Manic reports contained more words than schizophrenic group (p = 0.0067) and almost all attributes were significantly higher. When the data were normalized by the total number of words in each report, graphs from the manic group still displayed more parallel edges (p = 0.0050) than graphs from the schizophrenic group, with more loops than control group (p = 0.0019), reflecting the “logorrhea” symptom typical of maniacs. Conversely, schizophrenic reports presented more nodes (p = 0.0114) and a higher average degree (p = 0.0074) than graphs from maniacs, reflecting “poor speech”. Manic patients had a significantly higher rate of interruptions of the dream report to comment on unrelated waking events. This effect persisted when the data were normalized by the total number of words (p = 0.0196), and seems to reflect the symptom of “flight of thoughts”. The classifier based on graph attributes sorted schizophrenic from manic group with 93% of sensitivity and specificity (kappa: 0.88, AUC: 0.88). Schizophrenics were sorted from control group with 93% of sensitivity and specificity (kappa: 0.875, AUC: 0.97) and maniacs from control group with 81% of sensitivity and specificity (kappa: 0.625, AUC: 0.94).

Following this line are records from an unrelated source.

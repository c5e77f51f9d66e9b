//! Storage seams used by the role mutation service.
//!
//! Each concern is its own trait so tests can wrap the SQLite backend and
//! inject a failure into exactly one of the two writes.

use std::sync::Arc;

use async_trait::async_trait;
use chrono::{DateTime, Utc};
use sqlx::SqlitePool;
use tokio::sync::Mutex;
use uuid::Uuid;

use super::audit;
use crate::authz::OwnRecordLookup;
use crate::errors::{AppError, AppResult};
use crate::jwt::AuthUser;
use crate::models::account::Account;
use crate::models::audit::{AuditLogEntry, ClaimSyncIssue};
use crate::store::{accounts, credentials};

#[async_trait]
pub trait AccountDirectory: Send + Sync {
    async fn find_account(&self, id: Uuid) -> AppResult<Option<Account>>;

    async fn count_enabled_admins(&self) -> AppResult<i64>;

    async fn write_admin_flag(&self, id: Uuid, is_admin: bool, at: DateTime<Utc>) -> AppResult<()>;

    async fn write_disabled_flag(&self, id: Uuid, disabled: bool, actor: Uuid, at: DateTime<Utc>) -> AppResult<()>;
}

/// The identity layer: signed claims and the session-level disable flag.
#[async_trait]
pub trait CredentialStore: Send + Sync {
    async fn set_admin_claim(&self, id: Uuid, is_admin: bool) -> AppResult<()>;

    async fn set_disabled(&self, id: Uuid, disabled: bool) -> AppResult<()>;
}

#[async_trait]
pub trait AuditSink: Send + Sync {
    async fn append(&self, entry: &AuditLogEntry) -> AppResult<()>;
}

#[async_trait]
pub trait SyncIssueLog: Send + Sync {
    async fn record_sync_issue(&self, issue: &ClaimSyncIssue) -> AppResult<()>;
}

#[derive(Clone)]
pub struct SqliteBackend {
    pool: SqlitePool,
    audit_lock: Arc<Mutex<()>>,
}

impl SqliteBackend {
    pub fn new(pool: SqlitePool) -> Self {
        Self {
            pool,
            audit_lock: Arc::new(Mutex::new(())),
        }
    }
}

fn require_row(affected: u64, id: Uuid) -> AppResult<()> {
    if affected == 0 {
        return Err(AppError::not_found(format!("account {} not found", id)));
    }
    Ok(())
}

#[async_trait]
impl AccountDirectory for SqliteBackend {
    async fn find_account(&self, id: Uuid) -> AppResult<Option<Account>> {
        accounts::find_account(&self.pool, id).await
    }

    async fn count_enabled_admins(&self) -> AppResult<i64> {
        accounts::count_enabled_admins(&self.pool).await
    }

    async fn write_admin_flag(&self, id: Uuid, is_admin: bool, at: DateTime<Utc>) -> AppResult<()> {
        let affected = accounts::write_admin_flag(&self.pool, id, is_admin, at).await?;
        require_row(affected, id)
    }

    async fn write_disabled_flag(&self, id: Uuid, disabled: bool, actor: Uuid, at: DateTime<Utc>) -> AppResult<()> {
        let affected = accounts::write_disabled_flag(&self.pool, id, disabled, actor, at).await?;
        require_row(affected, id)
    }
}

#[async_trait]
impl CredentialStore for SqliteBackend {
    async fn set_admin_claim(&self, id: Uuid, is_admin: bool) -> AppResult<()> {
        credentials::set_admin_claim(&self.pool, id, is_admin).await
    }

    async fn set_disabled(&self, id: Uuid, disabled: bool) -> AppResult<()> {
        credentials::set_disabled(&self.pool, id, disabled).await
    }
}

#[async_trait]
impl AuditSink for SqliteBackend {
    async fn append(&self, entry: &AuditLogEntry) -> AppResult<()> {
        let _guard = self.audit_lock.lock().await;
        audit::append_entry(&self.pool, entry).await
    }
}

#[async_trait]
impl SyncIssueLog for SqliteBackend {
    async fn record_sync_issue(&self, issue: &ClaimSyncIssue) -> AppResult<()> {
        audit::insert_sync_issue(&self.pool, issue).await
    }
}

#[async_trait]
impl OwnRecordLookup for SqliteBackend {
    async fn own_admin_flag(&self, caller: &AuthUser) -> AppResult<Option<bool>> {
        accounts::admin_flag(&self.pool, caller.user_id).await
    }

    async fn own_session_disabled(&self, caller: &AuthUser) -> AppResult<Option<bool>> {
        credentials::disabled_flag(&self.pool, caller.user_id).await
    }
}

None of these graph attributes were correlated with BPRS and PANSS total score, which indicates that our approach is not redundant with psychiatric scales, but rather measures complementary features such as structural speech symptoms.
Altogether, the analyses reveal quantitative differences between speech graphs from schizophrenic and manic psychotic patients, which may reflect classical symptoms not well grasped by standard psychiatric scales. Quantitative speech analysis can therefore help the differential diagnosis of psychosis.
Local: Sala 3 – 1º. andar - Escola de Ciências e Tecnologia / UFRN
Campus Universitário Lagoa Nova, 59078-970 - Natal - RN
Tel: +55 (84) 9193 – 6311 (Instituto do Cérebro)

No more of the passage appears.